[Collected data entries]
◆ ◆ ◆
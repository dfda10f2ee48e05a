//! Order status state machine.

use serde::{Deserialize, Serialize};

use super::OrderError;

/// The status of an order in its lifecycle.
///
/// State transitions:
/// ```text
/// Pending ──► Assigned ──► Accepted ──► Preparing ──► Ready ──┬──► Served ────┬──► Completed
///    ▲           │                                            └──► Delivered ─┘
///    └───────────┘ (rejection)
///
/// any non-terminal state ──► Cancelled
/// ```
#[derive(Debug, Clone, Copy, PartialEq, Eq, Hash, Serialize, Deserialize, Default)]
#[serde(rename_all = "snake_case")]
pub enum OrderStatus {
    /// Waiting for a staff member to be assigned.
    #[default]
    Pending,

    /// A staff member has been assigned but has not yet accepted.
    Assigned,

    /// The assigned staff member accepted the order.
    Accepted,

    /// The kitchen is preparing the order.
    Preparing,

    /// The order is ready to be taken to the table.
    Ready,

    /// The order was served at the table.
    Served,

    /// The order was delivered.
    Delivered,

    /// The order is closed (terminal state).
    Completed,

    /// The order was cancelled (terminal state).
    Cancelled,
}

impl OrderStatus {
    /// Every status, in lifecycle order.
    pub const ALL: [OrderStatus; 9] = [
        OrderStatus::Pending,
        OrderStatus::Assigned,
        OrderStatus::Accepted,
        OrderStatus::Preparing,
        OrderStatus::Ready,
        OrderStatus::Served,
        OrderStatus::Delivered,
        OrderStatus::Completed,
        OrderStatus::Cancelled,
    ];

    /// Returns true if `next` is directly reachable from this status.
    pub fn can_transition_to(&self, next: OrderStatus) -> bool {
        use OrderStatus::*;

        match (*self, next) {
            (current, Cancelled) => !current.is_terminal(),
            (Pending, Assigned)
            | (Assigned, Pending)
            | (Assigned, Accepted)
            | (Accepted, Preparing)
            | (Preparing, Ready)
            | (Ready, Served)
            | (Ready, Delivered)
            | (Served, Completed)
            | (Delivered, Completed) => true,
            _ => false,
        }
    }

    /// Returns an error unless `next` is directly reachable from this status.
    pub fn ensure_transition(&self, next: OrderStatus) -> Result<(), OrderError> {
        if self.can_transition_to(next) {
            Ok(())
        } else {
            Err(OrderError::InvalidTransition {
                from: *self,
                to: next,
            })
        }
    }

    /// Returns true if an order in this status must have an assigned staff member.
    pub fn requires_staff(&self) -> bool {
        !matches!(self, OrderStatus::Pending | OrderStatus::Cancelled)
    }

    /// Returns true if this is a terminal state (no further transitions possible).
    pub fn is_terminal(&self) -> bool {
        matches!(self, OrderStatus::Completed | OrderStatus::Cancelled)
    }

    /// Returns the status name as stored and transmitted.
    pub fn as_str(&self) -> &'static str {
        match self {
            OrderStatus::Pending => "pending",
            OrderStatus::Assigned => "assigned",
            OrderStatus::Accepted => "accepted",
            OrderStatus::Preparing => "preparing",
            OrderStatus::Ready => "ready",
            OrderStatus::Served => "served",
            OrderStatus::Delivered => "delivered",
            OrderStatus::Completed => "completed",
            OrderStatus::Cancelled => "cancelled",
        }
    }
}

impl std::fmt::Display for OrderStatus {
    fn fmt(&self, f: &mut std::fmt::Formatter<'_>) -> std::fmt::Result {
        write!(f, "{}", self.as_str())
    }
}

impl std::str::FromStr for OrderStatus {
    type Err = OrderError;

    fn from_str(s: &str) -> Result<Self, Self::Err> {
        OrderStatus::ALL
            .into_iter()
            .find(|status| status.as_str() == s)
            .ok_or_else(|| OrderError::UnknownStatus(s.to_string()))
    }
}
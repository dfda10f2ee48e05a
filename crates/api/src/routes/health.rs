//! Health check endpoint.

use std::sync::Arc;

use axum::Json;
use axum::extract::State;
use monitor::HealthReport;
use notifications::NotificationStore;
use order_store::OrderStore;
use serde::Serialize;

use super::orders::AppState;

#[derive(Serialize)]
pub struct HealthResponse {
    pub status: &'static str,
    pub performance: HealthReport,
}

/// GET /health — liveness plus the monitor's view of recent operations.
///
/// Always answers 200 while the process serves requests; `status` turns to
/// `"degraded"` when the success rate or latency crosses its threshold.
pub async fn check<S: OrderStore + 'static, N: NotificationStore + 'static>(
    State(state): State<Arc<AppState<S, N>>>,
) -> Json<HealthResponse> {
    let performance = state.engine.monitor().check_health().await;
    let status = if performance.is_healthy() {
        "ok"
    } else {
        "degraded"
    };
    Json(HealthResponse {
        status,
        performance,
    })
}
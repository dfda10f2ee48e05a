//! Customer session endpoints.

use std::sync::Arc;

use axum::Json;
use axum::extract::{Path, State};
use common::SessionId;
use domain::{Actor, CustomerSession};
use notifications::NotificationStore;
use order_store::OrderStore;
use serde::Deserialize;

use super::orders::AppState;
use super::parse_id;
use crate::error::ApiError;

#[derive(Debug, Deserialize)]
pub struct ReleaseRequest {
    pub released_by: Actor,
}

/// POST /sessions/{id}/release — ends the visit and frees the table.
///
/// Releasing an already ended session returns it unchanged.
#[tracing::instrument(skip(state, req))]
pub async fn release<S: OrderStore + 'static, N: NotificationStore + 'static>(
    State(state): State<Arc<AppState<S, N>>>,
    Path(id): Path<String>,
    Json(req): Json<ReleaseRequest>,
) -> Result<Json<CustomerSession>, ApiError> {
    let session_id: SessionId = parse_id(&id, "session id")?;
    let session = state
        .engine
        .release_table(session_id, req.released_by)
        .await?;
    Ok(Json(session))
}
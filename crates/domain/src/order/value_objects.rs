//! Value objects for the order domain.

use common::{CustomerId, MenuItemId, StaffId};
use serde::{Deserialize, Serialize};

/// Monetary amount in the restaurant currency's major unit.
///
/// Amounts are kept unrounded so that fee arithmetic stays exact to the
/// rate; use [`Money::rounded`] when presenting a value.
#[derive(Debug, Clone, Copy, PartialEq, PartialOrd, Default, Serialize, Deserialize)]
#[serde(transparent)]
pub struct Money(f64);

impl Money {
    /// Creates a new amount.
    pub fn new(amount: f64) -> Self {
        Self(amount)
    }

    /// Returns zero money.
    pub fn zero() -> Self {
        Self(0.0)
    }

    /// Returns the raw amount.
    pub fn amount(&self) -> f64 {
        self.0
    }

    /// Returns true if the amount is zero.
    pub fn is_zero(&self) -> bool {
        self.0 == 0.0
    }

    /// Returns true if the amount is negative, infinite or not a number.
    pub fn is_invalid_amount(&self) -> bool {
        !self.0.is_finite() || self.0 < 0.0
    }

    /// Multiplies by a quantity.
    pub fn multiply(&self, quantity: u32) -> Money {
        Money(self.0 * f64::from(quantity))
    }

    /// Scales by a rate (e.g. a fee percentage expressed as a fraction).
    pub fn scale(&self, rate: f64) -> Money {
        Money(self.0 * rate)
    }

    /// Returns the amount rounded to two decimal places.
    pub fn rounded(&self) -> Money {
        Money((self.0 * 100.0).round() / 100.0)
    }

    /// Returns true if both amounts are equal within `tolerance`.
    pub fn approx_eq(&self, other: Money, tolerance: f64) -> bool {
        (self.0 - other.0).abs() <= tolerance
    }
}

impl std::fmt::Display for Money {
    fn fmt(&self, f: &mut std::fmt::Formatter<'_>) -> std::fmt::Result {
        write!(f, "{:.2}", self.0)
    }
}

impl std::ops::Add for Money {
    type Output = Money;

    fn add(self, rhs: Self) -> Self::Output {
        Money(self.0 + rhs.0)
    }
}

impl std::ops::Sub for Money {
    type Output = Money;

    fn sub(self, rhs: Self) -> Self::Output {
        Money(self.0 - rhs.0)
    }
}

impl std::ops::AddAssign for Money {
    fn add_assign(&mut self, rhs: Self) {
        self.0 += rhs.0;
    }
}

impl std::iter::Sum for Money {
    fn sum<I: Iterator<Item = Money>>(iter: I) -> Self {
        iter.fold(Money::zero(), |acc, m| acc + m)
    }
}

/// A line in the customer's cart before the order exists.
#[derive(Debug, Clone, PartialEq, Serialize, Deserialize)]
pub struct CartItem {
    /// Menu item reference.
    pub item_id: MenuItemId,

    /// Item name at the time of ordering.
    pub name: String,

    /// Unit price.
    pub price: Money,

    /// Quantity ordered.
    pub quantity: u32,

    /// Optional per-item instructions ("no onions").
    #[serde(default)]
    pub instructions: Option<String>,
}

impl CartItem {
    /// Creates a new cart item.
    pub fn new(
        item_id: impl Into<MenuItemId>,
        name: impl Into<String>,
        price: f64,
        quantity: u32,
    ) -> Self {
        Self {
            item_id: item_id.into(),
            name: name.into(),
            price: Money::new(price),
            quantity,
            instructions: None,
        }
    }

    /// Adds per-item instructions.
    pub fn with_instructions(mut self, instructions: impl Into<String>) -> Self {
        self.instructions = Some(instructions.into());
        self
    }

    /// Returns unit price times quantity.
    pub fn line_total(&self) -> Money {
        self.price.multiply(self.quantity)
    }
}

/// Contact details captured for the dining customer.
#[derive(Debug, Clone, Default, PartialEq, Eq, Serialize, Deserialize)]
pub struct CustomerInfo {
    pub name: String,
    pub phone: String,
    #[serde(default)]
    pub email: Option<String>,
    /// Registered customer, when the diner is signed in.
    #[serde(default)]
    pub customer_id: Option<CustomerId>,
}

impl CustomerInfo {
    /// Creates contact info for an anonymous diner.
    pub fn new(name: impl Into<String>, phone: impl Into<String>) -> Self {
        Self {
            name: name.into(),
            phone: phone.into(),
            email: None,
            customer_id: None,
        }
    }

    /// Links the diner to a registered customer account.
    pub fn with_customer_id(mut self, customer_id: CustomerId) -> Self {
        self.customer_id = Some(customer_id);
        self
    }
}

/// Who initiated an order.
#[derive(Debug, Clone, Copy, PartialEq, Eq, Hash, Serialize, Deserialize)]
#[serde(rename_all = "snake_case")]
pub enum OrderSource {
    /// The customer ordered from the table.
    Customer,
    /// A staff member placed the order on the customer's behalf.
    Staff,
}

/// How the order is fulfilled.
#[derive(Debug, Clone, Copy, PartialEq, Eq, Hash, Serialize, Deserialize)]
#[serde(rename_all = "snake_case")]
pub enum OrderType {
    DineIn,
    StaffAssisted,
}

impl From<OrderSource> for OrderType {
    fn from(source: OrderSource) -> Self {
        match source {
            OrderSource::Customer => OrderType::DineIn,
            OrderSource::Staff => OrderType::StaffAssisted,
        }
    }
}

impl OrderType {
    pub fn as_str(&self) -> &'static str {
        match self {
            OrderType::DineIn => "dine_in",
            OrderType::StaffAssisted => "staff_assisted",
        }
    }
}

#[derive(Debug, Clone, Copy, PartialEq, Eq, Hash, Default, Serialize, Deserialize)]
#[serde(rename_all = "snake_case")]
pub enum PaymentMethod {
    #[default]
    Cash,
    Card,
    Online,
}

impl PaymentMethod {
    pub fn as_str(&self) -> &'static str {
        match self {
            PaymentMethod::Cash => "cash",
            PaymentMethod::Card => "card",
            PaymentMethod::Online => "online",
        }
    }
}

#[derive(Debug, Clone, Copy, PartialEq, Eq, Hash, Default, Serialize, Deserialize)]
#[serde(rename_all = "snake_case")]
pub enum PaymentStatus {
    #[default]
    Pending,
    Paid,
    Failed,
    Refunded,
}

impl PaymentStatus {
    pub fn as_str(&self) -> &'static str {
        match self {
            PaymentStatus::Pending => "pending",
            PaymentStatus::Paid => "paid",
            PaymentStatus::Failed => "failed",
            PaymentStatus::Refunded => "refunded",
        }
    }
}

/// A discount offer applied to an order at checkout.
#[derive(Debug, Clone, PartialEq, Serialize, Deserialize)]
pub struct AppliedOffer {
    /// Offer code or identifier as issued by the offer service.
    pub offer_id: String,

    /// Discount amount granted by the offer.
    pub discount: Money,
}

/// Who performed an operation.
#[derive(Debug, Clone, Copy, PartialEq, Eq, Hash, Serialize, Deserialize)]
#[serde(tag = "role", content = "id", rename_all = "snake_case")]
pub enum Actor {
    Customer,
    Staff(StaffId),
    Owner,
    System,
}

impl Actor {
    /// Returns the staff ID when the actor is a staff member.
    pub fn staff_id(&self) -> Option<StaffId> {
        match self {
            Actor::Staff(id) => Some(*id),
            _ => None,
        }
    }
}

impl std::fmt::Display for Actor {
    fn fmt(&self, f: &mut std::fmt::Formatter<'_>) -> std::fmt::Result {
        match self {
            Actor::Customer => write!(f, "customer"),
            Actor::Staff(id) => write!(f, "staff:{id}"),
            Actor::Owner => write!(f, "owner"),
            Actor::System => write!(f, "system"),
        }
    }
}
//! Order workflow engine.
//!
//! [`WorkflowEngine`] creates orders, assigns them to staff and moves them
//! through the status state machine:
//! 1. Validate the request and compute totals
//! 2. Persist order, items, queue entry and offer usage in one write
//! 3. Reserve the table and award loyalty points (best-effort)
//! 4. Auto-assign customer orders through [`AssignmentResolver`]
//! 5. Fan out notifications and publish realtime events
//!
//! Every mutation after creation is a compare-and-set on the order's status
//! and assigned staff, so concurrent accept/reject calls have one winner.

pub mod assignment;
pub mod config;
pub mod engine;
pub mod error;
pub mod services;

pub use assignment::{AssignmentOutcome, AssignmentResolver};
pub use config::WorkflowConfig;
pub use engine::{
    OrderDetails, PlacedOrder, SideEffect, SideEffectWarning, WorkflowEngine,
    WorkflowEngineBuilder,
};
pub use error::{Result, ServiceError, WorkflowError};
pub use services::{
    InMemoryLoyaltyService, InMemoryStaffDirectory, InMemoryTableReservationService,
    LoyaltyService, PointsAward, ReservationRequest, StaffDirectory, StaffMember,
    TableReservationService,
};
◆ ◆ ◆
◆ How to complete this task: Please state how many lines in the data contain the word "axum", giving only that number.

◆ Response to this exercise: 4